» **ENTRIES SHOWN**:

+ + + + + + +

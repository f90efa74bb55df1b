use crate::core::{PersistedSettings, SettingsStore};
use crate::utils::error::{Result, SplitError};
use async_trait::async_trait;
use std::io::ErrorKind;
use std::path::{Path, PathBuf};

/// Settings kept as a small JSON document on disk.
///
/// Writes go to a sibling temp file that is renamed over the target, so a reader
/// sees either the old pair or the new pair.
#[derive(Debug, Clone)]
pub struct FileSettingsStore {
    path: PathBuf,
}

impl FileSettingsStore {
    pub fn new(path: impl Into<PathBuf>) -> Self {
        Self { path: path.into() }
    }

    pub fn path(&self) -> &Path {
        &self.path
    }

    fn temp_path(&self) -> PathBuf {
        let file_name = self
            .path
            .file_name()
            .map(|name| name.to_string_lossy().into_owned())
            .unwrap_or_else(|| "settings".to_string());
        self.path
            .with_file_name(format!(".{}.{}.tmp", file_name, std::process::id()))
    }
}

#[async_trait]
impl SettingsStore for FileSettingsStore {
    async fn load_once(&self) -> Result<PersistedSettings> {
        let data = match tokio::fs::read(&self.path).await {
            Ok(data) => data,
            Err(e) if e.kind() == ErrorKind::NotFound => {
                tracing::debug!("No settings at {}, using defaults", self.path.display());
                return Ok(PersistedSettings::default());
            }
            Err(e) => return Err(e.into()),
        };

        let settings: PersistedSettings = serde_json::from_slice(&data).map_err(|e| {
            SplitError::persistence(format!(
                "corrupt settings file {}: {}",
                self.path.display(),
                e
            ))
        })?;
        tracing::debug!("Loaded settings from {}", self.path.display());
        Ok(settings)
    }

    async fn save(&self, settings: &PersistedSettings) -> Result<()> {
        if let Some(parent) = self.path.parent() {
            if !parent.as_os_str().is_empty() {
                tokio::fs::create_dir_all(parent).await?;
            }
        }

        let data = serde_json::to_vec_pretty(settings)?;
        let temp_path = self.temp_path();
        tokio::fs::write(&temp_path, &data).await?;

        if let Err(e) = tokio::fs::rename(&temp_path, &self.path).await {
            let _ = tokio::fs::remove_file(&temp_path).await;
            return Err(e.into());
        }
        Ok(())
    }
}
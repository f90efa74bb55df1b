use thiserror::Error;

#[derive(Error, Debug)]
pub enum SplitError {
    #[error("Cannot parse {field} from {value:?}")]
    ParseError { field: String, value: String },

    #[error("Settings persistence failed: {message}")]
    PersistenceError { message: String },

    #[error("{sink} unavailable: {message}")]
    PeripheralError { sink: String, message: String },

    #[error("IO error: {0}")]
    IoError(#[from] std::io::Error),

    #[error("Serialization error: {0}")]
    SerializationError(#[from] serde_json::Error),

    #[error("Configuration error: {message}")]
    ConfigError { message: String },

    #[error("Invalid value for '{field}': {value} ({reason})")]
    ValidationError {
        field: String,
        value: String,
        reason: String,
    },
}

#[derive(Debug, Clone, Copy, PartialEq, Eq)]
pub enum ErrorCategory {
    Parse,
    Persistence,
    Peripheral,
    Configuration,
}

impl SplitError {
    pub fn parse(field: &str, value: &str) -> Self {
        SplitError::ParseError {
            field: field.to_string(),
            value: value.to_string(),
        }
    }

    pub fn persistence(message: impl Into<String>) -> Self {
        SplitError::PersistenceError {
            message: message.into(),
        }
    }

    pub fn peripheral(sink: &str, message: impl Into<String>) -> Self {
        SplitError::PeripheralError {
            sink: sink.to_string(),
            message: message.into(),
        }
    }

    pub fn category(&self) -> ErrorCategory {
        match self {
            SplitError::ParseError { .. } => ErrorCategory::Parse,
            SplitError::PersistenceError { .. }
            | SplitError::IoError(_)
            | SplitError::SerializationError(_) => ErrorCategory::Persistence,
            SplitError::PeripheralError { .. } => ErrorCategory::Peripheral,
            SplitError::ConfigError { .. } | SplitError::ValidationError { .. } => {
                ErrorCategory::Configuration
            }
        }
    }

    /// Only configuration problems stop the program; everything else degrades.
    pub fn is_fatal(&self) -> bool {
        self.category() == ErrorCategory::Configuration
    }

    pub fn recovery_suggestion(&self) -> &'static str {
        match self.category() {
            ErrorCategory::Parse => "Enter a plain number, e.g. 99.99 for the total and 3 for people",
            ErrorCategory::Persistence => {
                "Check that the settings file location is writable; the next edit saves again"
            }
            ErrorCategory::Peripheral => "Install or enable the speech/share tool and retry",
            ErrorCategory::Configuration => "Fix the configuration file or command-line flags",
        }
    }
}

pub type Result<T> = std::result::Result<T, SplitError>;
use crate::core::{PersistedSettings, SettingsStore};
use crate::utils::error::{Result, SplitError};
use std::sync::Arc;
use tokio::sync::mpsc;
use tokio::task::JoinHandle;

/// Counters reported when the worker is drained.
#[derive(Debug, Clone, Copy, Default, PartialEq, Eq)]
pub struct SaveStats {
    pub written: usize,
    pub failed: usize,
}

/// Background writer for settings snapshots.
///
/// Snapshots are written in submission order, so the latest submission is what a
/// later `load_once` observes. Failed writes are logged and not retried.
pub struct SaveWorker {
    tx: mpsc::UnboundedSender<PersistedSettings>,
    handle: JoinHandle<SaveStats>,
}

impl SaveWorker {
    /// Spawns the writer task. Must be called from within a tokio runtime.
    pub fn spawn(store: Arc<dyn SettingsStore>) -> Self {
        let (tx, rx) = mpsc::unbounded_channel();
        let handle = tokio::spawn(Self::run(store, rx));
        Self { tx, handle }
    }

    pub fn submit(&self, settings: PersistedSettings) -> Result<()> {
        self.tx
            .send(settings)
            .map_err(|_| SplitError::persistence("save worker has stopped"))
    }

    async fn run(
        store: Arc<dyn SettingsStore>,
        mut rx: mpsc::UnboundedReceiver<PersistedSettings>,
    ) -> SaveStats {
        let mut stats = SaveStats::default();

        while let Some(settings) = rx.recv().await {
            match store.save(&settings).await {
                Ok(()) => {
                    stats.written += 1;
                    tracing::debug!(
                        total_amount = settings.total_amount,
                        person_count = settings.person_count,
                        "Settings saved"
                    );
                }
                Err(e) => {
                    stats.failed += 1;
                    tracing::error!(
                        total_amount = settings.total_amount,
                        person_count = settings.person_count,
                        "❌ Failed to save settings: {} ({})",
                        e,
                        e.recovery_suggestion()
                    );
                }
            }
        }

        stats
    }

    /// Stops accepting snapshots and waits until every queued one was attempted.
    pub async fn shutdown(self) -> SaveStats {
        let Self { tx, handle } = self;
        drop(tx);
        match handle.await {
            Ok(stats) => stats,
            Err(e) => {
                tracing::error!("Save worker terminated abnormally: {}", e);
                SaveStats::default()
            }
        }
    }
}
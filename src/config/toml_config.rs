use crate::core::ConfigProvider;
use crate::utils::error::{Result, SplitError};
use crate::utils::validation::{validate_non_empty_string, validate_path, Validate};
use serde::{Deserialize, Serialize};
use std::path::Path;

pub const DEFAULT_SETTINGS_PATH: &str = "./data/settings.json";

#[derive(Debug, Clone, Default, Serialize, Deserialize)]
pub struct AppConfig {
    #[serde(default)]
    pub storage: StorageConfig,
    #[serde(default)]
    pub speech: SpeechConfig,
    #[serde(default)]
    pub logging: LoggingConfig,
}

#[derive(Debug, Clone, Serialize, Deserialize)]
pub struct StorageConfig {
    #[serde(default = "default_settings_path")]
    pub path: String,
    /// Keep settings in memory only; nothing survives the process.
    #[serde(default)]
    pub ephemeral: bool,
}

#[derive(Debug, Clone, Serialize, Deserialize)]
pub struct SpeechConfig {
    #[serde(default = "default_true")]
    pub enabled: bool,
    #[serde(default = "default_speech_command")]
    pub command: String,
    #[serde(default = "default_speech_args")]
    pub args: Vec<String>,
}

#[derive(Debug, Clone, Default, Serialize, Deserialize)]
pub struct LoggingConfig {
    #[serde(default)]
    pub json: bool,
}

fn default_settings_path() -> String {
    DEFAULT_SETTINGS_PATH.to_string()
}

fn default_true() -> bool {
    true
}

fn default_speech_command() -> String {
    "espeak-ng".to_string()
}

fn default_speech_args() -> Vec<String> {
    vec!["-v".to_string(), "pt-br".to_string()]
}

impl Default for StorageConfig {
    fn default() -> Self {
        Self {
            path: default_settings_path(),
            ephemeral: false,
        }
    }
}

impl Default for SpeechConfig {
    fn default() -> Self {
        Self {
            enabled: true,
            command: default_speech_command(),
            args: default_speech_args(),
        }
    }
}

impl AppConfig {
    pub fn from_file<P: AsRef<Path>>(path: P) -> Result<Self> {
        let content = std::fs::read_to_string(&path).map_err(|e| SplitError::ConfigError {
            message: format!("cannot read {}: {}", path.as_ref().display(), e),
        })?;
        Self::from_toml_str(&content)
    }

    pub fn from_toml_str(content: &str) -> Result<Self> {
        let processed_content = Self::substitute_env_vars(content)?;

        toml::from_str(&processed_content).map_err(|e| SplitError::ConfigError {
            message: format!("TOML parsing error: {}", e),
        })
    }

    /// Replaces `${VAR}` with the environment value. Unset variables are left as-is.
    fn substitute_env_vars(content: &str) -> Result<String> {
        use regex::Regex;
        let re = Regex::new(r"\$\{([^}]+)\}").map_err(|e| SplitError::ConfigError {
            message: e.to_string(),
        })?;

        let result = re.replace_all(content, |caps: &regex::Captures| {
            let var_name = &caps[1];
            std::env::var(var_name).unwrap_or_else(|_| format!("${{{}}}", var_name))
        });

        Ok(result.to_string())
    }
}

impl ConfigProvider for AppConfig {
    fn settings_path(&self) -> &str {
        &self.storage.path
    }

    fn ephemeral(&self) -> bool {
        self.storage.ephemeral
    }

    fn speech_enabled(&self) -> bool {
        self.speech.enabled
    }
}

impl Validate for AppConfig {
    fn validate(&self) -> Result<()> {
        if !self.storage.ephemeral {
            validate_path("storage.path", &self.storage.path)?;
        }
        if self.speech.enabled {
            validate_non_empty_string("speech.command", &self.speech.command)?;
        }
        Ok(())
    }
}
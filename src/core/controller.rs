use crate::core::calculator;
use crate::core::save_worker::{SaveStats, SaveWorker};
use crate::core::{
    BillInput, DisplaySink, PersistedSettings, SettingsStore, ShareSink, SpeechSink, SplitResult,
};
use std::sync::Arc;

/// Lifecycle of the controller. Saves are only issued in `Ready`.
#[derive(Debug, Clone, Copy, PartialEq, Eq)]
pub enum ControllerState {
    Uninitialized,
    Loading,
    Ready,
}

/// Reconciles the input fields with the settings store and drives the sinks.
pub struct SplitController {
    store: Arc<dyn SettingsStore>,
    display: Arc<dyn DisplaySink>,
    share: Arc<dyn ShareSink>,
    speech: Option<Arc<dyn SpeechSink>>,
    writer: Option<SaveWorker>,
    input: BillInput,
    result: SplitResult,
    last_saved: PersistedSettings,
    state: ControllerState,
}

impl SplitController {
    pub fn new(
        store: Arc<dyn SettingsStore>,
        display: Arc<dyn DisplaySink>,
        share: Arc<dyn ShareSink>,
    ) -> Self {
        Self {
            store,
            display,
            share,
            speech: None,
            writer: None,
            input: BillInput::default(),
            result: SplitResult::INVALID,
            last_saved: PersistedSettings::default(),
            state: ControllerState::Uninitialized,
        }
    }

    pub fn with_speech(mut self, speech: Arc<dyn SpeechSink>) -> Self {
        self.speech = Some(speech);
        self
    }

    pub fn state(&self) -> ControllerState {
        self.state
    }

    pub fn input(&self) -> &BillInput {
        &self.input
    }

    pub fn result(&self) -> SplitResult {
        self.result
    }

    pub fn last_saved(&self) -> PersistedSettings {
        self.last_saved
    }

    pub fn display_text(&self) -> String {
        calculator::display_text(&self.result)
    }

    /// Loads the stored record once, seeds the inputs from it and starts the writer.
    ///
    /// A failed load falls back to defaults. Seeding does not go through the save path.
    pub async fn start(&mut self) {
        if self.state != ControllerState::Uninitialized {
            tracing::warn!("Controller already started ({:?})", self.state);
            return;
        }

        self.state = ControllerState::Loading;
        tracing::debug!("Loading stored settings");

        let loaded = match self.store.load_once().await {
            Ok(settings) => settings,
            Err(e) => {
                tracing::error!(
                    "❌ Failed to load settings, using defaults: {} ({})",
                    e,
                    e.recovery_suggestion()
                );
                PersistedSettings::default()
            }
        };

        self.last_saved = loaded;
        self.input = BillInput::new(
            calculator::seed_total_text(loaded.total_amount),
            calculator::seed_person_count_text(loaded.person_count),
        );
        self.recompute();

        self.writer = Some(SaveWorker::spawn(Arc::clone(&self.store)));
        self.state = ControllerState::Ready;

        tracing::info!(
            total_amount = loaded.total_amount,
            person_count = loaded.person_count,
            "✅ Controller ready"
        );
    }

    pub fn set_total_text(&mut self, text: impl Into<String>) -> SplitResult {
        self.input.total_amount_text = text.into();
        self.on_input_changed()
    }

    pub fn set_person_count_text(&mut self, text: impl Into<String>) -> SplitResult {
        self.input.person_count_text = text.into();
        self.on_input_changed()
    }

    fn on_input_changed(&mut self) -> SplitResult {
        let result = self.recompute();
        if self.state == ControllerState::Ready {
            self.persist_if_changed();
        } else {
            tracing::debug!("Input changed while {:?}, not saving", self.state);
        }
        result
    }

    fn recompute(&mut self) -> SplitResult {
        self.result = calculator::compute(&self.input);
        self.display.show(&calculator::display_text(&self.result));
        self.result
    }

    /// Queues a save when the parsed inputs differ from the last saved snapshot.
    /// The snapshot is updated immediately; a failed write is only logged.
    fn persist_if_changed(&mut self) -> bool {
        let candidate = calculator::candidate_settings(&self.input);
        if candidate == self.last_saved {
            return false;
        }

        let Some(writer) = self.writer.as_ref() else {
            return false;
        };
        if let Err(e) = writer.submit(candidate) {
            tracing::error!("❌ {}", e);
        }
        self.last_saved = candidate;
        true
    }

    /// Speaks the current amount if the speech sink reports itself available.
    pub async fn speak(&self) {
        let Some(speech) = self.speech.as_ref() else {
            tracing::debug!("No speech sink configured, skipping");
            return;
        };
        if !speech.is_available() {
            tracing::debug!("Speech sink unavailable, skipping");
            return;
        }

        let text = calculator::speech_text(self.result.per_person_amount);
        if let Err(e) = speech.speak(&text).await {
            tracing::warn!("⚠️ Failed to speak amount: {}", e);
        }
    }

    pub async fn share(&self) {
        let text = calculator::share_text(self.result.per_person_amount);
        if let Err(e) = self.share.share(&text).await {
            tracing::warn!("⚠️ Failed to share amount: {}", e);
        }
    }

    /// Drains queued saves. Call once at process end.
    pub async fn shutdown(mut self) -> SaveStats {
        match self.writer.take() {
            Some(writer) => {
                let stats = writer.shutdown().await;
                tracing::info!(
                    "Settings writer stopped ({} written, {} failed)",
                    stats.written,
                    stats.failed
                );
                stats
            }
            None => SaveStats::default(),
        }
    }
}
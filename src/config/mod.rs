pub mod toml_config;

pub use toml_config::AppConfig;

#[cfg(feature = "cli")]
use clap::Parser;
#[cfg(feature = "cli")]
use crate::utils::error::Result;

#[cfg(feature = "cli")]
#[derive(Debug, Clone, Parser)]
#[command(name = "bill-split")]
#[command(about = "Split a bill between people and remember the last inputs")]
pub struct CliConfig {
    /// Path to a TOML configuration file
    #[arg(short, long)]
    pub config: Option<String>,

    /// Where the last inputs are stored (overrides the config file)
    #[arg(long)]
    pub settings_path: Option<String>,

    #[arg(long, help = "Keep settings in memory only")]
    pub ephemeral: bool,

    #[arg(long, help = "Disable spoken output")]
    pub no_speech: bool,

    #[arg(long, help = "Emit JSON logs")]
    pub json_logs: bool,

    #[arg(short, long, help = "Enable verbose output")]
    pub verbose: bool,
}

#[cfg(feature = "cli")]
impl CliConfig {
    /// Loads the config file (if any) and applies the command-line overrides.
    pub fn resolve(&self) -> Result<AppConfig> {
        let mut config = match &self.config {
            Some(path) => AppConfig::from_file(path)?,
            None => AppConfig::default(),
        };

        if let Some(path) = &self.settings_path {
            config.storage.path = path.clone();
        }
        if self.ephemeral {
            config.storage.ephemeral = true;
        }
        if self.no_speech {
            config.speech.enabled = false;
        }
        if self.json_logs {
            config.logging.json = true;
        }

        Ok(config)
    }
}
impl GraphLine {
    /// Create an empty graph line of the given kind.
    pub fn new(kind: GraphKind) -> Self {
        Self {
            kind,
            x_axis: kind.x_axis(),
            y_axis: kind.y_axis(),
            bounds: ScreenRect::default(),
            x_lim: None,
            y_lim: None,
            x_data: Vec::new(),
            y_data: Vec::new(),
            graph_points: Vec::new(),
            x_excluded: Vec::new(),
            y_excluded: Vec::new(),
            dash_lengths: Vec::new(),
            style: LineStyle::default(),
        }
    }

    /// Create a graph line with linear axes.
    pub fn linear() -> Self {
        Self::new(GraphKind::Linear)
    }

    /// Create a graph line with a logarithmic X axis.
    pub fn log_x() -> Self {
        Self::new(GraphKind::LogX)
    }

    /// Access the line kind.
    pub fn kind(&self) -> GraphKind {
        self.kind
    }

    /// Access the bounds the points are computed for.
    pub fn bounds(&self) -> ScreenRect {
        self.bounds
    }

    /// Place the line inside its parent.
    ///
    /// Points are computed relative to `bounds.min` over its width and height.
    pub fn set_bounds(&mut self, bounds: ScreenRect) {
        self.bounds = bounds;
    }

    /// Set the X range.
    pub fn set_x_lim(&mut self, min: f32, max: f32) -> Result<()> {
        self.x_lim = Some(self.x_axis.limits(Axis::X, min, max)?);
        Ok(())
    }

    /// Set the Y range. Equal bounds select [`Range::FULL`].
    pub fn set_y_lim(&mut self, min: f32, max: f32) -> Result<()> {
        self.y_lim = Some(self.y_axis.limits(Axis::Y, min, max)?);
        Ok(())
    }

    /// Access the X range.
    pub fn x_lim(&self) -> Option<Range> {
        self.x_lim
    }

    /// Access the Y range.
    pub fn y_lim(&self) -> Option<Range> {
        self.y_lim
    }

    /// Replace the X samples.
    pub fn set_x_values(&mut self, x_data: impl Into<Vec<f32>>) {
        self.x_data = x_data.into();
        self.resize_buffer(self.x_data.len());
    }

    /// Replace the Y samples.
    pub fn set_y_values(&mut self, y_data: impl Into<Vec<f32>>) {
        self.y_data = y_data.into();
        self.resize_buffer(self.y_data.len());
    }

    /// Access the X samples.
    pub fn x_values(&self) -> &[f32] {
        &self.x_data
    }

    /// Access the Y samples.
    pub fn y_values(&self) -> &[f32] {
        &self.y_data
    }

    fn resize_buffer(&mut self, len: usize) {
        if self.graph_points.len() != len {
            self.graph_points.resize(len, ScreenPoint::default());
            self.x_excluded.resize(len, false);
            self.y_excluded.resize(len, false);
        }
    }

    /// Recompute the X coordinate of every point.
    ///
    /// Samples the transform cannot place are excluded from
    /// [`GraphLine::plot_points`]: non-finite values, and on a log axis values
    /// that are not positive or at or beyond the range maximum.
    pub fn calculate_x_data(&mut self) -> Result<()> {
        let transform = self.transform(Axis::X)?;
        if self.x_data.is_empty() {
            return Ok(());
        }
        let excluded = apply_transform(
            &transform,
            &self.x_data,
            self.graph_points.iter_mut().map(|point| &mut point.x),
            &mut self.x_excluded,
        );
        if excluded > 0 {
            log::debug!(
                "excluded {excluded} of {} x samples outside the {:?} axis",
                self.x_data.len(),
                self.kind.x_scale()
            );
        }
        Ok(())
    }

    /// Recompute the Y coordinate of every point.
    pub fn calculate_y_data(&mut self) -> Result<()> {
        let transform = self.transform(Axis::Y)?;
        if self.y_data.is_empty() {
            return Ok(());
        }
        let excluded = apply_transform(
            &transform,
            &self.y_data,
            self.graph_points.iter_mut().map(|point| &mut point.y),
            &mut self.y_excluded,
        );
        if excluded > 0 {
            log::debug!("excluded {excluded} non-finite y samples");
        }
        Ok(())
    }

    fn transform(&self, axis: Axis) -> Result<Transform> {
        let (lim, scale, extent) = match axis {
            Axis::X => (self.x_lim, self.kind.x_scale(), self.bounds.width()),
            Axis::Y => (self.y_lim, AxisScale::Linear, self.bounds.height()),
        };
        let Some(range) = lim else {
            log::warn!("{axis} limits must be set before calculating {axis} data");
            return Err(PlotError::LimitUnset { axis });
        };
        Transform::new(axis, scale, range, extent).ok_or(PlotError::InvalidRange {
            axis,
            min: range.min,
            max: range.max,
        })
    }

    /// Access the whole point buffer, including excluded samples.
    pub fn points(&self) -> &[ScreenPoint] {
        &self.graph_points
    }

    /// Points that will be drawn, relative to the line bounds.
    ///
    /// Only slots with both an X and a Y sample are drawn.
    pub fn plot_points(&self) -> Vec<ScreenPoint> {
        let paired = self.x_data.len().min(self.y_data.len());
        self.graph_points
            .iter()
            .take(paired)
            .zip(self.x_excluded.iter().zip(&self.y_excluded))
            .filter(|(_, (x_out, y_out))| !**x_out && !**y_out)
            .map(|(point, _)| *point)
            .collect()
    }

    /// Set the dash pattern as alternating stroke and gap lengths in pixels.
    ///
    /// An empty pattern draws a solid line.
    pub fn set_dashed_path(&mut self, dash_lengths: impl Into<Vec<f32>>) -> Result<()> {
        let dash_lengths = dash_lengths.into();
        if let Some(&value) = dash_lengths
            .iter()
            .find(|length| !length.is_finite() || **length < 0.0)
        {
            return Err(PlotError::InvalidDashPattern { value });
        }
        self.dash_lengths = dash_lengths;
        Ok(())
    }

    /// Access the dash pattern.
    pub fn dash_pattern(&self) -> &[f32] {
        &self.dash_lengths
    }

    /// Set the stroke colour.
    pub fn set_graph_colour(&mut self, colour: Color) {
        self.style.color = colour;
    }

    /// Access the stroke style.
    pub fn style(&self) -> &LineStyle {
        &self.style
    }

    /// Append the stroke for the current point buffer.
    pub fn render(&self, out: &mut RenderList) {
        let origin = self.bounds.min;
        let points: Vec<ScreenPoint> = self
            .plot_points()
            .into_iter()
            .map(|point| point.offset(origin))
            .collect();
        if points.len() < 2 {
            return;
        }
        let dash_total: f32 = self.dash_lengths.iter().sum();
        if !(dash_total > 0.0) {
            out.push(RenderCommand::Polyline {
                points,
                style: self.style,
            });
        } else {
            let mut segments = Vec::new();
            build_dashed_segments(&points, &self.dash_lengths, &mut segments);
            out.push(RenderCommand::LineSegments {
                segments,
                style: self.style,
            });
        }
    }
}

+ + + + + + +

» **TASK STATEMENT**: Return every line from the material that contains the word "SpeechConfig".

» **RESULT OF THIS TASK**:
    pub speech: SpeechConfig,
pub struct SpeechConfig {
impl Default for SpeechConfig {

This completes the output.